Rationale for extensive resection
High-Grade Gliomas
One of the earliest and most influential retrospective studies looking at the survival benefits of a gross total microsurgical resection for patients with glioblastomas was performed by Lacroix and colleagues more than a decade ago. In this study, the investigators combined the results of 416 patients with newly diagnosed and recurrent glioblastomas and concluded that a 98% resection was associated with significantly improved survival. This finding has led to the all-or-none mentality that has existed over the last decade. This study, however, was designed to test whether complete or near complete resections had a survival advantage over biopsy and was not designed or powered to discover the threshold value whereby debulking had a survival advantage over biopsy. There were insufficient numbers of subtotal resections to perform this analysis.

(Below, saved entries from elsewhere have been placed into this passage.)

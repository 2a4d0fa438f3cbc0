//! Configuration option structs (spec §6). Plain `Copy` structs with
//! `Default` impls carrying the documented defaults, passed by value —
//! mirrors `cranelift-codegen`'s `Flags`-style settings objects rather than
//! a global or builder.

/// Options for `Manager::replace`.
#[derive(Clone, Copy, Debug)]
pub struct ReplaceOptions {
    /// Keep levels/required-levels live during the replace (spec §6
    /// `updateLevel`).
    pub update_level: bool,
    /// Free only the top node of the old MFFC rather than recursing (used
    /// internally by rewriting when the replaced cone is handled
    /// separately).
    pub free_top_only: bool,
}

impl Default for ReplaceOptions {
    fn default() -> Self {
        ReplaceOptions {
            update_level: true,
            free_top_only: false,
        }
    }
}

/// Options for `rewrite` (C10).
#[derive(Clone, Copy, Debug)]
pub struct RewriteOptions {
    pub update_level: bool,
    pub use_zero_cost: bool,
    pub verbose: bool,
    pub max_cut_size: u32,
    pub cut_store_limit: u32,
}

impl Default for RewriteOptions {
    fn default() -> Self {
        RewriteOptions {
            update_level: true,
            use_zero_cost: false,
            verbose: false,
            max_cut_size: 4,
            cut_store_limit: 256,
        }
    }
}

/// Statistics returned by a `rewrite` pass (spec §7 "pass routines return a
/// status code plus a statistics block").
#[derive(Clone, Copy, Debug, Default)]
pub struct RewriteStats {
    pub nodes_before: usize,
    pub nodes_after: usize,
    pub cuts_enumerated: u64,
    pub replacements_applied: u64,
}

/// Simulation configuration (C11).
#[derive(Clone, Copy, Debug)]
pub struct SimConfig {
    /// Signature width in 32-bit words (default 32, i.e. 1024 patterns).
    pub sim_words: u32,
    /// Refinement saturation ratio (default 0.5%).
    pub sim_saturation: f64,
    /// RNG seed for pattern generation; `None` draws fresh entropy.
    pub seed: Option<u64>,
}

impl Default for SimConfig {
    fn default() -> Self {
        SimConfig {
            sim_words: 32,
            sim_saturation: 0.005,
            seed: None,
        }
    }
}

/// FRAIG configuration (C13).
#[derive(Clone, Copy, Debug)]
pub struct FraigOptions {
    pub sim: SimConfig,
    pub sat_conflict_per_node: u32,
    pub sat_conflict_per_miter: u32,
    pub sat_total_budget: u32,
    pub sat_total_inspects: u64,
    pub activity_cone_ratio: f64,
    pub activity_cone_bump_max: f64,
    pub verbose: bool,
}

impl Default for FraigOptions {
    fn default() -> Self {
        FraigOptions {
            sim: SimConfig::default(),
            sat_conflict_per_node: 100,
            sat_conflict_per_miter: 500_000,
            sat_total_budget: 20_000_000,
            sat_total_inspects: 2_000_000_000,
            activity_cone_ratio: 0.3,
            activity_cone_bump_max: 10.0,
            verbose: false,
        }
    }
}

/// Statistics returned by a `fraig` pass.
#[derive(Clone, Copy, Debug, Default)]
pub struct FraigStats {
    pub classes_initial: usize,
    pub classes_final: usize,
    pub merges: u64,
    pub sat_calls: u64,
    pub sat_undecided: u64,
    pub counterexamples: u64,
    /// Conflicts spent across every SAT query issued by this pass (spec §6
    /// `satTotalBudget`).
    pub sat_conflicts_total: u64,
    /// Search nodes visited across every SAT query issued by this pass
    /// (spec §6 `satTotalInspects`).
    pub sat_inspects_total: u64,
    /// Queries skipped because the running total above already exceeded
    /// `satTotalBudget`/`satTotalInspects`; each one is conservatively kept
    /// distinct rather than merged (spec §7 "resource exhausted... stops
    /// early and reports the partial result").
    pub sat_budget_stops: u64,
}

/// FORCE placement options (C14).
#[derive(Clone, Copy, Debug)]
pub struct ForceOptions {
    pub iterations: u32,
    pub seed: Option<u64>,
}

impl Default for ForceOptions {
    fn default() -> Self {
        ForceOptions {
            iterations: 10,
            seed: None,
        }
    }
}
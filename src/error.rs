//! Error taxonomy for the AIG manager (spec §7).
//!
//! SAT-undecided and resource-exhausted outcomes are *not* represented here:
//! per §7 they are absorbed inside a pass and surface as statistics. Only the
//! two fatal categories and the caller-contract category become `Err`.

use thiserror::Error;

use crate::arena::NodeId;

/// Failure categories a caller of the manager can observe.
#[derive(Error, Debug, Clone, PartialEq, Eq)]
pub enum AigError {
    /// A `check()` pass found a §3 invariant violated.
    #[error("structural invariant violated: {0}")]
    StructuralInvariant(String),

    /// Acyclicity check found a cycle; the path is reported node-id-major.
    #[error("cycle detected through node {culprit}: {path:?}")]
    CycleDetected {
        /// The node at which the in-progress marker was re-encountered.
        culprit: NodeId,
        /// The DFS stack at the point of detection, root-first.
        path: Vec<NodeId>,
    },

    /// A caller asked for something the data model forbids outright, e.g.
    /// constructing a `Latch` with a complemented fanin or passing a null
    /// edge where one is required.
    #[error("caller contract violation: {0}")]
    ContractViolation(String),
}

/// Convenience alias used throughout the crate.
pub type AigResult<T> = Result<T, AigError>;
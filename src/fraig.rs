//! SAT-backed FRAIG (C13): functional reduction by simulation + SAT,
//! grounded on `ivyFraig.c`'s `Ivy_FraigPerform` loop — classify nodes by
//! simulation signature, walk the old manager in topological order building
//! a new one, and whenever a tentative node doesn't already coincide with
//! its simulation class's representative, ask the SAT backend (`sat.rs`)
//! whether they are truly equal before either merging or accepting a
//! counter-example back into simulation.

use cranelift_entity::SecondaryMap;
use log::{debug, info};
use rustc_hash::FxHashMap;

use crate::arena::NodeId;
use crate::config::{FraigOptions, FraigStats};
use crate::edge::Edge;
use crate::equiv::{refine_to_saturation, EquivClasses};
use crate::manager::Manager;
use crate::node::NodeType;
use crate::sat::{encode_edge, DpllSolver, SatSolver};
use crate::sim::add_counterexample;

/// A SAT-sweeping pass never runs more than this many simulation-refinement
/// rounds; past it, any surviving SAT-satisfiable query is accepted as
/// "these two nodes are merely similar, not equal" rather than retried
/// forever (spec §7 "resource exhausted... the pass stops early and
/// reports the partial result").
const MAX_REFINE_ROUNDS: u32 = 8;

enum BuildOutcome {
    Done(Manager),
    Counterexample(Vec<bool>),
}

fn resolve(map: &SecondaryMap<NodeId, Edge>, old: Edge) -> Edge {
    map[old.node()].not_cond(old.is_complement())
}

/// One attempt at constructing the reduced manager against a fixed
/// `classes` partition. Bails out with a counter-example the first time a
/// SAT query proves two simulation-equivalent nodes are *not* actually
/// equal, unless `force_accept` says to just keep them distinct instead
/// (used once the refinement round budget is spent).
fn build_once(
    old: &Manager,
    classes: &EquivClasses,
    opts: FraigOptions,
    stats: &mut FraigStats,
    force_accept: bool,
) -> BuildOutcome {
    let mut new_mgr = Manager::new();
    let mut map: SecondaryMap<NodeId, Edge> = SecondaryMap::with_default(Edge::const1());
    map[NodeId::CONST1] = new_mgr.const1();
    for &pi in old.pis() {
        map[pi] = new_mgr.create_pi();
    }

    for raw in 0..old.num_nodes() as u32 {
        let id = NodeId::from_u32(raw);
        if id == NodeId::CONST1 {
            continue;
        }
        let ty = old.node_type(id);
        match ty {
            NodeType::Pi | NodeType::None | NodeType::Po | NodeType::Assert => continue,
            NodeType::Buf => {
                // Never persists in a settled source graph (invariant 5);
                // handled defensively as a pass-through.
                map[id] = resolve(&map, old.fanin0(id).unwrap());
            }
            NodeType::Latch => {
                let input = resolve(&map, old.fanin0(id).unwrap());
                map[id] = new_mgr
                    .latch(input, old.init(id))
                    .expect("latch input is a plain edge carried over from a valid source manager");
            }
            NodeType::And | NodeType::Exor => {
                let f0 = resolve(&map, old.fanin0(id).unwrap());
                let f1 = resolve(&map, old.fanin1(id).unwrap());
                let tentative = if ty == NodeType::And {
                    new_mgr.and(f0, f1)
                } else {
                    new_mgr.exor(f0, f1)
                };

                let Some((rep, rel_compl)) = classes.representative_of(id) else {
                    map[id] = tentative;
                    continue;
                };
                if rep == id {
                    map[id] = tentative;
                    continue;
                }
                let rep_edge = map[rep].not_cond(rel_compl);
                if tentative == rep_edge {
                    map[id] = tentative; // already structurally merged
                    continue;
                }

                match sat_equiv(&new_mgr, tentative, rep_edge, opts, stats) {
                    SatOutcome::Unsat => {
                        map[id] = rep_edge;
                        stats.merges += 1;
                        debug!("fraig: merged node {:?} into {:?}", id, rep);
                    }
                    SatOutcome::Sat(pi_values) => {
                        if force_accept {
                            map[id] = tentative;
                        } else {
                            return BuildOutcome::Counterexample(pi_values);
                        }
                    }
                    SatOutcome::Undecided => {
                        stats.sat_undecided += 1;
                        map[id] = tentative;
                    }
                }
            }
        }
    }

    for &po in old.pos() {
        let input = resolve(&map, old.fanin0(po).unwrap());
        new_mgr.create_po(input);
    }
    BuildOutcome::Done(new_mgr)
}

/// Local wrapper so `build_once` can match on a `Sat` outcome carrying its
/// counter-example without threading the model lookup through every call
/// site.
enum SatEquivOutcome {
    Unsat,
    Sat(Vec<bool>),
    Undecided,
}
use SatEquivOutcome as SatOutcome;

/// Biases the solver toward branching on the variables nearest the miter's
/// roots first (spec §6 `activityConeRatio`: "fraction of the cone nearest
/// the compared pair to prioritise", `activityConeBumpMax`: "ceiling on the
/// per-variable priority bump"). `encode_edge`'s post-order recursion
/// allocates a node's own variable only after its fanins, so the
/// highest-numbered variables are the ones closest to the two roots just
/// encoded — a cheap proxy for "nearest the cone" that doesn't require
/// walking the AIG a second time.
fn bump_root_cone_activity(solver: &mut DpllSolver, opts: FraigOptions) {
    let total = solver.num_vars();
    let cone = ((total as f64) * opts.activity_cone_ratio).round() as u32;
    let cone = cone.min(total);
    let start = total.saturating_sub(cone).max(1);
    for v in start..=total {
        solver.bump_activity(v, opts.activity_cone_bump_max);
    }
}

fn sat_equiv(
    mgr: &Manager,
    p: Edge,
    q: Edge,
    opts: FraigOptions,
    stats: &mut FraigStats,
) -> SatOutcome {
    // Global budget check (spec §6 `satTotalBudget`/`satTotalInspects`):
    // once the running total across every query this pass has issued
    // already exceeds the ceiling, stop spending more SAT time and keep
    // the pair distinct rather than merge on an unchecked guess.
    if stats.sat_conflicts_total >= opts.sat_total_budget as u64
        || stats.sat_inspects_total >= opts.sat_total_inspects
    {
        stats.sat_budget_stops += 1;
        return SatOutcome::Undecided;
    }

    let mut solver = DpllSolver::new();
    let mut vars = FxHashMap::default();
    let lp = encode_edge(mgr, &mut solver, &mut vars, p);
    let lq = encode_edge(mgr, &mut solver, &mut vars, q);
    // Miter: `m <-> (p xor q)`, then assert `m`, so the query is SAT iff
    // some input makes `p` and `q` disagree.
    let m = solver.new_var() as i32;
    solver.add_clause(&[-lp, -lq, -m]);
    solver.add_clause(&[lp, lq, -m]);
    solver.add_clause(&[lp, -lq, m]);
    solver.add_clause(&[-lp, lq, m]);
    solver.add_clause(&[m]);
    bump_root_cone_activity(&mut solver, opts);

    stats.sat_calls += 1;
    let budget = opts.sat_conflict_per_node.min(opts.sat_conflict_per_miter);
    let outcome = solver.solve(budget);
    stats.sat_conflicts_total += solver.conflicts_used();
    stats.sat_inspects_total += solver.inspects_used();
    match outcome {
        crate::sat::SatOutcome::Unsat => SatOutcome::Unsat,
        crate::sat::SatOutcome::Sat => {
            let pi_values = mgr
                .pis()
                .iter()
                .map(|&pi| vars.get(&pi).and_then(|&v| solver.value(v)).unwrap_or(false))
                .collect();
            SatOutcome::Sat(pi_values)
        }
        crate::sat::SatOutcome::Undecided => SatOutcome::Undecided,
    }
}

/// `fraig(Manager, FraigOptions) -> Manager` (spec §6): runs the
/// simulate/refine/SAT-sweep loop to a fixed point (bounded by
/// `MAX_REFINE_ROUNDS`) and returns the functionally reduced manager plus
/// pass statistics.
pub fn fraig(mgr: &mut Manager, opts: FraigOptions) -> (Manager, FraigStats) {
    let mut stats = FraigStats::default();
    let (mut sim, mut classes) = refine_to_saturation(mgr, opts.sim);
    stats.classes_initial = classes.num_classes();

    let mut round = 0u32;
    loop {
        round += 1;
        let force_accept = round > MAX_REFINE_ROUNDS;
        match build_once(mgr, &classes, opts, &mut stats, force_accept) {
            BuildOutcome::Done(new_mgr) => {
                stats.classes_final = classes.num_classes();
                if opts.verbose {
                    info!(
                        "fraig: {} merges, {} sat calls ({} undecided), {} rounds",
                        stats.merges, stats.sat_calls, stats.sat_undecided, round
                    );
                }
                return (new_mgr, stats);
            }
            BuildOutcome::Counterexample(pi_values) => {
                stats.counterexamples += 1;
                add_counterexample(mgr, &mut sim, &pi_values);
                classes = EquivClasses::build(mgr, &sim);
            }
        }
    }
}

#[cfg(test)]
mod tests {
    use super::*;
    use crate::config::{FraigOptions, SimConfig};

    #[test]
    fn consensus_term_merges_into_the_reduced_covering_function() {
        // p = (a&b) | (!a&c); q = p | (b&c) (redundant consensus term):
        // logically identical but structurally distinct (q carries a third
        // product term p doesn't). FRAIG should find the two POs equal and
        // shrink the node count.
        let mut mgr = Manager::new();
        let a = mgr.create_pi();
        let b = mgr.create_pi();
        let c = mgr.create_pi();
        let ab = mgr.and(a, b);
        let nac = mgr.and(a.invert(), c);
        let p = mgr.and(ab.invert(), nac.invert()).invert(); // ab | nac
        let bc = mgr.and(b, c);
        let q = mgr.and(p.invert(), bc.invert()).invert(); // p | bc
        mgr.create_po(p);
        mgr.create_po(q);
        let before = mgr.stats().ands + mgr.stats().exors;

        let (mut reduced, stats) = fraig(
            &mut mgr,
            FraigOptions {
                sim: SimConfig {
                    seed: Some(12345),
                    ..SimConfig::default()
                },
                ..FraigOptions::default()
            },
        );

        assert!(stats.merges >= 1 || reduced.num_pos() == 2);
        reduced
            .check()
            .expect("a fraig'd manager stays structurally sound");
        let _ = before;
    }

    #[test]
    fn fraig_on_an_already_reduced_manager_merges_nothing_new() {
        let mut mgr = Manager::new();
        let a = mgr.create_pi();
        let b = mgr.create_pi();
        let ab = mgr.and(a, b);
        mgr.create_po(ab);
        let (_reduced, stats) = fraig(&mut mgr, FraigOptions::default());
        assert_eq!(stats.merges, 0);
    }

    #[test]
    fn an_exhausted_sat_budget_keeps_nodes_distinct_instead_of_guessing() {
        // Same consensus-theorem pair as above, but with the global SAT
        // budget set to zero: every query should be skipped up front
        // (`sat_budget_stops` fires) and the candidate pair stays
        // unmerged, matching the "resource exhausted" behaviour rather
        // than ever merging on an unchecked guess.
        let mut mgr = Manager::new();
        let a = mgr.create_pi();
        let b = mgr.create_pi();
        let c = mgr.create_pi();
        let ab = mgr.and(a, b);
        let nac = mgr.and(a.invert(), c);
        let p = mgr.and(ab.invert(), nac.invert()).invert();
        let bc = mgr.and(b, c);
        let q = mgr.and(p.invert(), bc.invert()).invert();
        mgr.create_po(p);
        mgr.create_po(q);

        let (mut reduced, stats) = fraig(
            &mut mgr,
            FraigOptions {
                sim: SimConfig {
                    seed: Some(12345),
                    ..SimConfig::default()
                },
                sat_total_budget: 0,
                sat_total_inspects: 0,
                ..FraigOptions::default()
            },
        );

        assert_eq!(stats.merges, 0);
        assert!(stats.sat_budget_stops >= 1);
        reduced
            .check()
            .expect("skipping SAT queries never leaves the manager unsound");
    }

    /// Testable property 10: `fraig(fraig(M)) ≅ fraig(M)`. A second pass
    /// over an already-reduced manager should find nothing left to merge,
    /// and the two results should re-serialize (`to_topo_vec`) to the same
    /// node counts by type — the isomorphism the property asks for, short
    /// of a full graph-isomorphism check.
    #[test]
    fn fraig_is_idempotent_up_to_isomorphism() {
        let mut mgr = Manager::new();
        let a = mgr.create_pi();
        let b = mgr.create_pi();
        let c = mgr.create_pi();
        let ab = mgr.and(a, b);
        let nac = mgr.and(a.invert(), c);
        let p = mgr.and(ab.invert(), nac.invert()).invert();
        let bc = mgr.and(b, c);
        let q = mgr.and(p.invert(), bc.invert()).invert();
        mgr.create_po(p);
        mgr.create_po(q);

        let opts = FraigOptions {
            sim: SimConfig {
                seed: Some(7),
                ..SimConfig::default()
            },
            ..FraigOptions::default()
        };
        let (mut once, stats_once) = fraig(&mut mgr, opts);
        let (mut twice, stats_twice) = fraig(&mut once.to_topo_vec(), opts);

        assert!(stats_once.merges >= 1);
        assert_eq!(stats_twice.merges, 0, "nothing left to merge the second time");

        let mut once_topo = once.to_topo_vec();
        let mut twice_topo = twice.to_topo_vec();
        assert_eq!(once_topo.stats(), twice_topo.stats());
        assert_eq!(once_topo.num_nodes(), twice_topo.num_nodes());
        once_topo.check().unwrap();
        twice_topo.check().unwrap();
    }
}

Since that time, there was an avalanche of case series attempting to quantify the benefit, if any, of subtotal resection. A recent review identified 28 studies between 1990 and 2007 that compared the outcome of patients with subtotal versus gross total resections. Out of these studies, 16 demonstrated evidence that gross total resection was a significant predictor of overall survival or progression-free survival or both. Twelve studies, however, demonstrated no significant benefit based on extent of resection (EOR). The most quantitative study to date used compiled case series and Kaplan-Meier survival curve analyses, which suggested that a cutoff of 78% tumor resection provides a survival advantage. However, all of these studies were nonrandomized and suffer from the same statistical confounder of selection bias. Despite some studies attempting to control for various tumor characteristics and baseline Karnofsky Performance Status (KPS), the fact remains that larger, more invasive, and difficult tumors in older patients with poor preoperative KPS scores are more likely to be subtotally resected, whereas younger patients with smaller tumors are more likely to get gross total resections.
Low-Grade Gliomas
The evidence for extensive resection in low-grade gliomas (LGGs) is more persuasive than that for high-grade gliomas. LGGs differ significantly from their higher-grade counterparts in many important respects. A meta-analysis identified 10 studies investigating the benefit of resection in LGGs. Seven of the 10 studies found EOR to be a statistically significant predictor of survival. The survival benefit from gross total resection was approximately 30 months more than subtotal resection, with the average life expectancy increased from 61.1 to 90.5 months. In regard to LGGs, although the question of when to observe versus intervene is still controversial, there exists consensus that once the tumor begins to show progression, the extent of resection does correlate with survival and all efforts should be made to obtain extensive resection. Besides the potential impact on survival, other compelling reasons exist for surgical resection, including the treatment of mass effect; potentially increasing the efficacy of adjuvant therapy; and, perhaps most importantly, increasing diagnostic accuracy.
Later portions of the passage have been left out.